Polen und Breslau stehen Kopf: Klitschko kommt
Breslau (dpa) - Vitali Klitschko kommt und Polen steht Kopf. Das neu erbaute Fußballstadion in Breslau ist wegen der Box-Weltmeisterschaft des Ukrainers gegen den Einheimischen Tomasz Adamek am Samstag ausverkauft.

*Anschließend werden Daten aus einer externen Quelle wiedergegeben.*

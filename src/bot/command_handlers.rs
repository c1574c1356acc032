//! Command Handlers module for processing bot commands

use anyhow::Result;
use teloxide::prelude::*;
use tracing::debug;

use crate::aliases::ALIAS_TABLE;
use crate::dialogue::{WatchlistDialogue, WatchlistDialogueState};
use crate::errors::error_logging;
use crate::localization::{t_args_lang, t_lang};
use crate::observability::{self, UserAction};
use crate::session::Mutation;
use crate::validation::{parse_position, validate_watchlist_term, MAX_TERM_LENGTH};
use crate::watchlist::Watchlist;

use super::ui_builder::{
    create_watchlist_keyboard, format_add_success, format_aliases, format_watchlist,
};
use super::BotDeps;

fn record_action(msg: &Message, action: UserAction, language_code: Option<&str>) {
    if let Some(user) = msg.from.as_ref() {
        observability::record_user_engagement_metrics(user.id.0 as i64, action, language_code);
    }
}

/// Handle the /start command
pub async fn handle_start_command(
    bot: &Bot,
    msg: &Message,
    deps: &BotDeps,
    language_code: Option<&str>,
) -> Result<()> {
    record_action(msg, UserAction::StartCommand, language_code);

    // Warm the session so a broken store is reported up front
    load_watchlist(bot, msg.chat.id, deps, language_code).await?;

    let localization = &deps.localization;
    let welcome_message = format!(
        "👋 {}\n\n{}\n\n{}",
        t_lang(localization, "welcome-title", language_code),
        t_lang(localization, "welcome-description", language_code),
        t_lang(localization, "welcome-watchlist", language_code)
    );
    bot.send_message(msg.chat.id, welcome_message).await?;
    Ok(())
}

/// Handle the /help command
pub async fn handle_help_command(
    bot: &Bot,
    msg: &Message,
    deps: &BotDeps,
    language_code: Option<&str>,
) -> Result<()> {
    record_action(msg, UserAction::HelpCommand, language_code);

    let localization = &deps.localization;
    let help_message = [
        t_lang(localization, "help-title", language_code),
        t_lang(localization, "help-scan", language_code),
        [
            t_lang(localization, "help-commands", language_code),
            t_lang(localization, "help-watchlist", language_code),
            t_lang(localization, "help-add", language_code),
            t_lang(localization, "help-remove", language_code),
            t_lang(localization, "help-aliases", language_code),
        ]
        .join("\n"),
        t_lang(localization, "help-tip", language_code),
    ]
    .join("\n\n");
    bot.send_message(msg.chat.id, help_message).await?;
    Ok(())
}

/// Handle the /watchlist command
pub async fn handle_watchlist_command(
    bot: &Bot,
    msg: &Message,
    deps: &BotDeps,
    language_code: Option<&str>,
) -> Result<()> {
    record_action(msg, UserAction::WatchlistCommand, language_code);

    let watchlist = load_watchlist(bot, msg.chat.id, deps, language_code).await?;
    send_watchlist(bot, msg.chat.id, deps, &watchlist, language_code).await
}

/// Handle the /add command; without a term, ask for one
pub async fn handle_add_command(
    bot: &Bot,
    msg: &Message,
    deps: &BotDeps,
    dialogue: &WatchlistDialogue,
    args: &str,
    language_code: Option<&str>,
) -> Result<()> {
    if args.trim().is_empty() {
        dialogue
            .update(WatchlistDialogueState::WaitingForTerm {
                language_code: language_code.map(str::to_string),
            })
            .await?;
        bot.send_message(
            msg.chat.id,
            t_lang(&deps.localization, "add-prompt", language_code),
        )
        .await?;
        return Ok(());
    }

    record_action(msg, UserAction::AddTerm, language_code);
    add_term(bot, msg.chat.id, deps, args, language_code).await
}

/// Validate `term`, add it to the chat's watchlist and report the outcome
pub async fn add_term(
    bot: &Bot,
    chat_id: ChatId,
    deps: &BotDeps,
    term: &str,
    language_code: Option<&str>,
) -> Result<()> {
    let localization = &deps.localization;

    if let Err(reason) = validate_watchlist_term(term) {
        error_logging::log_validation_error(&reason, "add_term", Some(chat_id.0), "watchlist_term", Some(term));
        let message = match reason {
            "too_long" => t_args_lang(
                localization,
                "add-error-too-long",
                &[("max", &MAX_TERM_LENGTH.to_string())],
                language_code,
            ),
            _ => t_lang(localization, "add-error-empty", language_code),
        };
        bot.send_message(chat_id, message).await?;
        return Ok(());
    }

    load_watchlist(bot, chat_id, deps, language_code).await?;
    let mutation = deps.sessions.add(chat_id.0, term).await?;
    let confirmation = format_add_success(&mutation.entry, &ALIAS_TABLE, localization, language_code);
    report_mutation(bot, chat_id, deps, mutation, confirmation, language_code).await
}

/// Handle the /remove command with a 1-based position
pub async fn handle_remove_command(
    bot: &Bot,
    msg: &Message,
    deps: &BotDeps,
    args: &str,
    language_code: Option<&str>,
) -> Result<()> {
    let localization = &deps.localization;
    let input = args.trim();

    if input.is_empty() {
        bot.send_message(msg.chat.id, t_lang(localization, "remove-usage", language_code))
            .await?;
        return Ok(());
    }

    let watchlist = load_watchlist(bot, msg.chat.id, deps, language_code).await?;
    let index = match parse_position(input, watchlist.len()) {
        Ok(index) => index,
        Err(reason) => {
            debug!(chat_id = %msg.chat.id, input = %input, reason = %reason, "Rejected /remove position");
            let message = match reason {
                "out_of_range" => t_args_lang(
                    localization,
                    "remove-error-range",
                    &[("input", input), ("count", &watchlist.len().to_string())],
                    language_code,
                ),
                _ => t_args_lang(
                    localization,
                    "remove-error-number",
                    &[("input", input)],
                    language_code,
                ),
            };
            bot.send_message(msg.chat.id, message).await?;
            return Ok(());
        }
    };

    record_action(msg, UserAction::RemoveTerm, language_code);
    let mutation = deps.sessions.remove(msg.chat.id.0, index).await?;
    let confirmation = t_args_lang(
        localization,
        "remove-success",
        &[("term", mutation.entry.as_str())],
        language_code,
    );
    report_mutation(bot, msg.chat.id, deps, mutation, confirmation, language_code).await
}

/// Handle the /aliases command
pub async fn handle_aliases_command(
    bot: &Bot,
    msg: &Message,
    deps: &BotDeps,
    language_code: Option<&str>,
) -> Result<()> {
    record_action(msg, UserAction::AliasesCommand, language_code);
    bot.send_message(
        msg.chat.id,
        format_aliases(&ALIAS_TABLE, &deps.localization, language_code),
    )
    .await?;
    Ok(())
}

/// The chat's watchlist; tells the user when the stored copy could not be read
pub async fn load_watchlist(
    bot: &Bot,
    chat_id: ChatId,
    deps: &BotDeps,
    language_code: Option<&str>,
) -> Result<Watchlist> {
    let loaded = deps.sessions.get_or_load(chat_id.0).await;
    if loaded.load_error.is_some() {
        bot.send_message(
            chat_id,
            format!("⚠️ {}", t_lang(&deps.localization, "error-load-watchlist", language_code)),
        )
        .await?;
    }
    Ok(loaded.watchlist)
}

/// Send the numbered watchlist with its remove buttons
pub async fn send_watchlist(
    bot: &Bot,
    chat_id: ChatId,
    deps: &BotDeps,
    watchlist: &Watchlist,
    language_code: Option<&str>,
) -> Result<()> {
    let text = format_watchlist(watchlist, &deps.localization, language_code);
    if watchlist.is_empty() {
        bot.send_message(chat_id, text).await?;
    } else {
        bot.send_message(chat_id, text)
            .reply_markup(create_watchlist_keyboard(watchlist))
            .await?;
    }
    Ok(())
}

/// Confirm an add or remove, warning when it was not persisted
pub async fn report_mutation(
    bot: &Bot,
    chat_id: ChatId,
    deps: &BotDeps,
    mutation: Mutation,
    confirmation: String,
    language_code: Option<&str>,
) -> Result<()> {
    let localization = &deps.localization;

    if mutation.save_error.is_some() {
        bot.send_message(
            chat_id,
            format!("⚠️ {}", t_lang(localization, "error-save-watchlist", language_code)),
        )
        .await?;
    }

    bot.send_message(chat_id, confirmation).await?;
    send_watchlist(bot, chat_id, deps, &mutation.watchlist, language_code).await
}
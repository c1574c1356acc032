//! # Watchlist Sessions
//!
//! Per-chat, in-memory watchlists backed by a [`WatchlistStore`].
//!
//! A chat's watchlist is loaded from the store the first time the chat needs
//! it and kept in memory afterwards. Every add or remove is applied in
//! memory first and then the whole list is saved. If the save fails, the
//! in-memory list stays as it is and remains the source of truth for the
//! session; the next successful save brings the stored copy back in line.
//!
//! The lock around the session map is never held across an `.await`.

use std::collections::HashMap;

use parking_lot::Mutex;
use tracing::{debug, warn};

use crate::errors::{error_logging, AppError, AppResult};
use crate::observability::{self, WatchlistAction};
use crate::storage::KeyValueStore;
use crate::watchlist::{Watchlist, WatchlistStore};

/// A chat's watchlist, plus the error if loading it failed
#[derive(Debug, Clone, PartialEq)]
pub struct LoadedWatchlist {
    pub watchlist: Watchlist,
    /// Set only on the load that failed; the watchlist is then empty
    pub load_error: Option<AppError>,
}

/// Result of an add or remove that passed validation
#[derive(Debug, Clone, PartialEq)]
pub struct Mutation {
    /// The entry that was added or removed
    pub entry: String,
    /// The watchlist after the change
    pub watchlist: Watchlist,
    /// Set when the change could not be persisted
    pub save_error: Option<AppError>,
}

type StoreFactory<S> = Box<dyn Fn(i64) -> WatchlistStore<S> + Send + Sync>;

/// In-memory watchlists keyed by chat
pub struct WatchlistSessions<S> {
    sessions: Mutex<HashMap<i64, Watchlist>>,
    store_for: StoreFactory<S>,
}

impl<S> std::fmt::Debug for WatchlistSessions<S> {
    fn fmt(&self, f: &mut std::fmt::Formatter<'_>) -> std::fmt::Result {
        f.debug_struct("WatchlistSessions")
            .field("sessions", &self.sessions.lock().len())
            .finish()
    }
}

impl<S: KeyValueStore> WatchlistSessions<S> {
    /// `store_for` builds the store a given chat's watchlist lives in
    pub fn new<F>(store_for: F) -> Self
    where
        F: Fn(i64) -> WatchlistStore<S> + Send + Sync + 'static,
    {
        Self {
            sessions: Mutex::new(HashMap::new()),
            store_for: Box::new(store_for),
        }
    }

    /// Whether the chat's watchlist is already in memory
    pub fn is_loaded(&self, chat_id: i64) -> bool {
        self.sessions.lock().contains_key(&chat_id)
    }

    /// The chat's watchlist, loading it from the store on first use
    pub async fn get_or_load(&self, chat_id: i64) -> LoadedWatchlist {
        if let Some(watchlist) = self.sessions.lock().get(&chat_id).cloned() {
            return LoadedWatchlist {
                watchlist,
                load_error: None,
            };
        }

        let store = (self.store_for)(chat_id);
        let (loaded, load_error) = match store.try_load().await {
            Ok(watchlist) => (watchlist, None),
            Err(e) => {
                error_logging::log_persistence_error(&e, "load", chat_id, None);
                (Watchlist::new(), Some(e))
            }
        };

        // Another handler may have loaded the same chat in the meantime
        let watchlist = self
            .sessions
            .lock()
            .entry(chat_id)
            .or_insert(loaded)
            .clone();

        debug!(chat_id = %chat_id, entries = watchlist.len(), "Watchlist session ready");
        LoadedWatchlist {
            watchlist,
            load_error,
        }
    }

    /// Add `term` to the front of the chat's watchlist and save it
    pub async fn add(&self, chat_id: i64, term: &str) -> AppResult<Mutation> {
        self.get_or_load(chat_id).await;

        let (entry, snapshot) = {
            let mut sessions = self.sessions.lock();
            let watchlist = sessions.entry(chat_id).or_default();
            let entry = watchlist.add(term)?.to_string();
            (entry, watchlist.clone())
        };

        observability::record_watchlist_mutation(WatchlistAction::Add, snapshot.len());
        Ok(self.persist(chat_id, entry, snapshot).await)
    }

    /// Remove the entry at `index` (0-based) and save the watchlist
    pub async fn remove(&self, chat_id: i64, index: usize) -> AppResult<Mutation> {
        self.get_or_load(chat_id).await;

        let (entry, snapshot) = {
            let mut sessions = self.sessions.lock();
            let watchlist = sessions.entry(chat_id).or_default();
            let entry = watchlist.remove(index)?;
            (entry, watchlist.clone())
        };

        observability::record_watchlist_mutation(WatchlistAction::Remove, snapshot.len());
        Ok(self.persist(chat_id, entry, snapshot).await)
    }

    /// Remove the entry at `index` only if `still_there` accepts it.
    ///
    /// Returns `Ok(None)` when the position no longer exists or now holds a
    /// different entry; the check and the removal happen under one lock.
    pub async fn remove_if<F>(
        &self,
        chat_id: i64,
        index: usize,
        still_there: F,
    ) -> AppResult<Option<Mutation>>
    where
        F: FnOnce(&str) -> bool,
    {
        self.get_or_load(chat_id).await;

        let removed = {
            let mut sessions = self.sessions.lock();
            let watchlist = sessions.entry(chat_id).or_default();
            let matches = watchlist
                .entries()
                .get(index)
                .is_some_and(|entry| still_there(entry.as_str()));
            if matches {
                let entry = watchlist.remove(index)?;
                Some((entry, watchlist.clone()))
            } else {
                None
            }
        };

        let Some((entry, snapshot)) = removed else {
            debug!(chat_id = %chat_id, index = index, "Stale remove request ignored");
            return Ok(None);
        };

        observability::record_watchlist_mutation(WatchlistAction::Remove, snapshot.len());
        Ok(Some(self.persist(chat_id, entry, snapshot).await))
    }

    async fn persist(&self, chat_id: i64, entry: String, watchlist: Watchlist) -> Mutation {
        let store = (self.store_for)(chat_id);
        let save_error = match store.save(&watchlist).await {
            Ok(()) => None,
            Err(e) => {
                error_logging::log_persistence_error(&e, "save", chat_id, Some(watchlist.len()));
                warn!(chat_id = %chat_id, "Keeping unsaved watchlist in memory");
                Some(e)
            }
        };

        Mutation {
            entry,
            watchlist,
            save_error,
        }
    }
}

#[cfg(test)]
mod tests {
    use super::*;
    use crate::storage::MemoryKeyValueStore;

    fn sessions_over(kv: MemoryKeyValueStore) -> WatchlistSessions<MemoryKeyValueStore> {
        WatchlistSessions::new(move |chat_id| {
            WatchlistStore::with_key(kv.clone(), format!("{}:my-watchlist", chat_id))
        })
    }

    #[tokio::test]
    async fn test_chats_are_isolated() {
        let kv = MemoryKeyValueStore::new();
        let sessions = sessions_over(kv.clone());

        sessions.add(1, "Sugar").await.unwrap();
        sessions.add(2, "MSG").await.unwrap();

        assert_eq!(kv.raw("1:my-watchlist").as_deref(), Some(r#"["Sugar"]"#));
        assert_eq!(kv.raw("2:my-watchlist").as_deref(), Some(r#"["MSG"]"#));
    }

    #[tokio::test]
    async fn test_validation_error_leaves_store_untouched() {
        let kv = MemoryKeyValueStore::new();
        let sessions = sessions_over(kv.clone());

        assert!(matches!(sessions.add(1, "  ").await, Err(AppError::Validation(_))));
        assert!(matches!(sessions.remove(1, 0).await, Err(AppError::Validation(_))));
        assert_eq!(kv.raw("1:my-watchlist"), None);
    }
}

Nahezu sämtliche Hotels in der niederschlesischen Stadt sind belegt - es sei denn, man kann 1420 Euro für eine Nacht in einem Vier-Sterne-Haus entbehren. „Der Boxabend wird wahrscheinlich das größte sportliche und gesellschaftliche Ereignis der letzten Jahre sein. Das sprengt schon alles, was es bis jetzt gab. Wir werden eine einzigartige Kulisse in den Farben rot-weiß erleben“, sagte Geschäftsführer Michael Brill vom Stadionbetreiber SMG Polska.
Die Veranstalter warnen die Zuschauer, so früh wie möglich anzureisen und sich auf lange Wartezeiten einzustellen. Klitschkos Auftritt gibt einen Vorgeschmack auf die Fußball-EM im nächsten Sommer, bei der Breslau mit seinem 42 000 Zuschauer-Stadion eine große Rolle spielt. Die Tickets gingen rasant weg - und das bei Eintrittspreisen, die höher sind als beim letzten Klitschko-Kampf im Juli in Hamburg und bei Einkommen der Einheimischen, die mit denen in Deutschland nicht im entferntesten zu vergleichen sind.
Schon die Ouvertüre ließ erahnen, welches Spektakel Samstagnacht zu erwarten ist. In einem Einkaufszentrum am Stadtrand verfolgten über 800 Zuschauer das öffentliche Training der beiden Rivalen. Die Sympathien waren einseitig: „Adamek, Adamek“-Schlachtrufe hallten durch das überfüllte Shopping Center. „Die polnischen Fans sind die Besten, sie lieben mich“, meinte Adamek. „Ich bin extrem hungrig auf diesen Kampf und werde für alle Polen kämpfen.“
Die Aufbruchstimmung konnte den Klitschkos nicht verborgen bleiben, selbst wenn sie es gewollt hätten. „Das wird eine ganz große Nummer, die Leute hier sind elektrisiert“, bemerkte Wladimir Klitschko. Der 35 Jahre alte Dreifach-Weltmeister, der seinem fünf Jahre älteren Bruder wie immer in der Ringecke zur Seite stehen wird, hat bisher nur positive Eindrücke und hofft, „dass das am Samstag auch so sein wird“.
Adamek hat etwas dagegen und sicherte sich sogar geistlichen Beistand. Nach dem Training traf er am vergangenen Wochenende mit dem ehemaligen Breslauer Kardinal Henryk Gulbinowicz zusammen. Sollte der David den Goliath wirklich in die Knie zwingen, was außer in Polen niemand so wirklich glaubt, käme dies einer Sensation gleich. „Das würde einem Erdrutsch gleichkommen und der ganzen polnischen Seele einen ungeheuren Auftrieb geben, der völlig neu wäre im Sport“, sagte SMG-Manager Brill dem TV-Sender RTL.
Vitali Klitschko brachte einen Tag vor der WM 12,1 Kilogramm mehr auf die Waage als Adamek. Klitschko wog 110,1 Kilo, Adamek 98,0 Kilo. Das ergab am Freitag das nichtöffentliche Wiegen im Haus einer TV-Produktionsfirma am Rande von Breslau. Der Grund für den großen Gewichtsunterschied: Adamek ist 14 Zentimeter kleiner als der 2,02 Meter große Klitschko und boxt erst seit November 2009 im Schwergewicht. Zuvor kämpfte er in der Klasse darunter (Cruisergewicht), in der er maximal 90,72 Kilogramm wiegen durfte.